• Problem details
Please copy each line of the listing that includes the string "PluginParams".

• Exercise material

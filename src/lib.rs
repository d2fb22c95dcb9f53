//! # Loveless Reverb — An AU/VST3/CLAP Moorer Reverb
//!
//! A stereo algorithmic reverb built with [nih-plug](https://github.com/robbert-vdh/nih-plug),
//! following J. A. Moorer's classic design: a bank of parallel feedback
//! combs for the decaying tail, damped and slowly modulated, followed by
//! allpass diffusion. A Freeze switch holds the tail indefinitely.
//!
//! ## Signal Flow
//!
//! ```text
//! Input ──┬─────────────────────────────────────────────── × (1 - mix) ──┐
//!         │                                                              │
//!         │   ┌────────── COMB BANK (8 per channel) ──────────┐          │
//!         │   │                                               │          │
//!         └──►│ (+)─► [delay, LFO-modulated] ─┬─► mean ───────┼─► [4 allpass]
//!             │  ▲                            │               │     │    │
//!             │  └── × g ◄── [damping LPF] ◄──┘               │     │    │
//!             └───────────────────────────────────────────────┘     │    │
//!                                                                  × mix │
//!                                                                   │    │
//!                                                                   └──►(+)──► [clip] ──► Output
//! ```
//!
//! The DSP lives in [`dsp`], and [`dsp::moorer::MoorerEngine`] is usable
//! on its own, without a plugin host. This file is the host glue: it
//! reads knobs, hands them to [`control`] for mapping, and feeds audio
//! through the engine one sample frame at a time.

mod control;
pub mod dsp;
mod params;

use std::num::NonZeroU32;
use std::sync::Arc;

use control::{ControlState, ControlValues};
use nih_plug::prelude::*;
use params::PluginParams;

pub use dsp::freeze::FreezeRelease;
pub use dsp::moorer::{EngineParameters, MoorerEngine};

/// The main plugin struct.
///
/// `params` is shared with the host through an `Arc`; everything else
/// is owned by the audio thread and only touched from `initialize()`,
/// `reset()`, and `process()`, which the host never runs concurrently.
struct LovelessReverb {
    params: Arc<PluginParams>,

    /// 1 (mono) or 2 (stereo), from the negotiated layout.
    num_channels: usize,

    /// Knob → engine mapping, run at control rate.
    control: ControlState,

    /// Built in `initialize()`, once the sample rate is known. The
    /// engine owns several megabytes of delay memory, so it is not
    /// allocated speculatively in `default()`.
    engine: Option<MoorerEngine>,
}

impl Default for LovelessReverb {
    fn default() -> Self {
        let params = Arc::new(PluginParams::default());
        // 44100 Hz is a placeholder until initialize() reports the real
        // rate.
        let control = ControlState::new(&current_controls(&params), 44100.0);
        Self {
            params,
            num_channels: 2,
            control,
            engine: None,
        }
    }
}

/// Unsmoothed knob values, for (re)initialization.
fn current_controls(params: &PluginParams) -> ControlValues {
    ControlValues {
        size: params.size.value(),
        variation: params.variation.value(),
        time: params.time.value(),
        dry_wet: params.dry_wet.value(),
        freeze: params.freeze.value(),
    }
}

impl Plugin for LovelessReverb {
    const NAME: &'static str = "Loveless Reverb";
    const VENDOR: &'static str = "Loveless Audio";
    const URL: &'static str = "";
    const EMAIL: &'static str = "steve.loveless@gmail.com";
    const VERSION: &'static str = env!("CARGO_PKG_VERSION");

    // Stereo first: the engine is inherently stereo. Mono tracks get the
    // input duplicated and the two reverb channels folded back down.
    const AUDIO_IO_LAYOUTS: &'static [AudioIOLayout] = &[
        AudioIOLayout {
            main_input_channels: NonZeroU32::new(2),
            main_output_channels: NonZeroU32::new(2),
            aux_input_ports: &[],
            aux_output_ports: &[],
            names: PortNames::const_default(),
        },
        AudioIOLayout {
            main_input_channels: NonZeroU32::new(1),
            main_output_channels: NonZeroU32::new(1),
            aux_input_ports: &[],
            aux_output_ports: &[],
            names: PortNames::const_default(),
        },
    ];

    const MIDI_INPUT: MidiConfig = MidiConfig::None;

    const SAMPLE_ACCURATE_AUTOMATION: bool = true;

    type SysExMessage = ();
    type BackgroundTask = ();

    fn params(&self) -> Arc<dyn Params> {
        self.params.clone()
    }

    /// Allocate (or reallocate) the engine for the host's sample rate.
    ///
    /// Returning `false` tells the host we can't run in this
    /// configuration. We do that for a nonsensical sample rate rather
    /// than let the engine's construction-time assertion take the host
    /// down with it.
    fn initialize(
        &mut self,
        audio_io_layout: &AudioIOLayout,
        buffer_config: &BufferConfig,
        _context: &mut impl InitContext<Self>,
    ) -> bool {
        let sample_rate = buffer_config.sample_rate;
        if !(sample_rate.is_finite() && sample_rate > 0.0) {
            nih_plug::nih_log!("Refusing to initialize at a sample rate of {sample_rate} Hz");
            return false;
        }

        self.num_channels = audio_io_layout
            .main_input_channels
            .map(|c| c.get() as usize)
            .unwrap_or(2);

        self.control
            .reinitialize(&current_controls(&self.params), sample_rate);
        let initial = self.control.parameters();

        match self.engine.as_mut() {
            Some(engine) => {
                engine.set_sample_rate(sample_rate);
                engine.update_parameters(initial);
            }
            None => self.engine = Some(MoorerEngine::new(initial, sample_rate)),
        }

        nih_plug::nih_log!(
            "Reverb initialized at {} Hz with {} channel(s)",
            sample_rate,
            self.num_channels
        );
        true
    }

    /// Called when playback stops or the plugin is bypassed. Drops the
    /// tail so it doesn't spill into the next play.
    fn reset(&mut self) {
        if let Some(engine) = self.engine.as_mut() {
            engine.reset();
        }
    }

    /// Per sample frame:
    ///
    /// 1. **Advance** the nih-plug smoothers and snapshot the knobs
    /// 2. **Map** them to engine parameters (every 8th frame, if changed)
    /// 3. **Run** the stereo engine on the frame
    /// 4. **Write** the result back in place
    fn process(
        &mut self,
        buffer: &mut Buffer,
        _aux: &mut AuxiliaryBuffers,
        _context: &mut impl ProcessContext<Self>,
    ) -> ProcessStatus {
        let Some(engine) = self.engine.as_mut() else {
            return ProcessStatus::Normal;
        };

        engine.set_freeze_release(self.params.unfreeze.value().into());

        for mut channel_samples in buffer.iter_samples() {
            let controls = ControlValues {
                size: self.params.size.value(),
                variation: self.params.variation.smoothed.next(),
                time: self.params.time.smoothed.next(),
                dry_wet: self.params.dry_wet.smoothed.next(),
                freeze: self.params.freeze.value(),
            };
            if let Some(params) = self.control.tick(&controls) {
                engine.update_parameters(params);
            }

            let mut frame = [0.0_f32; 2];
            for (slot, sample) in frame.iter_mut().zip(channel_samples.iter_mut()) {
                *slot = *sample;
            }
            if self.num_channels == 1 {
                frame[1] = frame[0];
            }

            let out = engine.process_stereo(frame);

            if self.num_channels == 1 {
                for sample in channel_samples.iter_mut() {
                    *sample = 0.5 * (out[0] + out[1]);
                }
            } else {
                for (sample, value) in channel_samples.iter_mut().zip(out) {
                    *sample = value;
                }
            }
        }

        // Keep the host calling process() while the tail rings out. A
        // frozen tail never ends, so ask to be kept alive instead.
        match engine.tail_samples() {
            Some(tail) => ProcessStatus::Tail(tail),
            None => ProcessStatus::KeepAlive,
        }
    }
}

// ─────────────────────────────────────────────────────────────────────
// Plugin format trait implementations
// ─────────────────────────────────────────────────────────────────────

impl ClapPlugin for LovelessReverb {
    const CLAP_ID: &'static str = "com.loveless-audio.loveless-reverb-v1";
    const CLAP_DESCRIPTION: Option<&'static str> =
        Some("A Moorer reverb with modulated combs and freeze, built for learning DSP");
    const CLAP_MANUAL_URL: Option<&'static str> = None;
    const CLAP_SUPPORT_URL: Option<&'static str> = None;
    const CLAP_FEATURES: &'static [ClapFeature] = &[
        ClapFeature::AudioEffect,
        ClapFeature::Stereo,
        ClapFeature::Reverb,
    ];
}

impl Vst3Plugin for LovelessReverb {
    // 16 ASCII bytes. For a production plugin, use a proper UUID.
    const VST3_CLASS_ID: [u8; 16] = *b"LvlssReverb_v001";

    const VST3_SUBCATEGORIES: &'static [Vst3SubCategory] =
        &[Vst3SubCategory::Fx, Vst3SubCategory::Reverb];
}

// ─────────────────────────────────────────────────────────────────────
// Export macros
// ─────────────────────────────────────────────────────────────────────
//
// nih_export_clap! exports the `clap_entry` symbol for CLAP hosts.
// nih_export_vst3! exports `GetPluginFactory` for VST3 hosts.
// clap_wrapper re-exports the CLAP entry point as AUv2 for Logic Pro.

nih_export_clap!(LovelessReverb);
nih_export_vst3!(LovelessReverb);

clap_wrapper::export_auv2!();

• Solution
use params::PluginParams;
    params: Arc<PluginParams>,
        let params = Arc::new(PluginParams::default());
fn current_controls(params: &PluginParams) -> ControlValues {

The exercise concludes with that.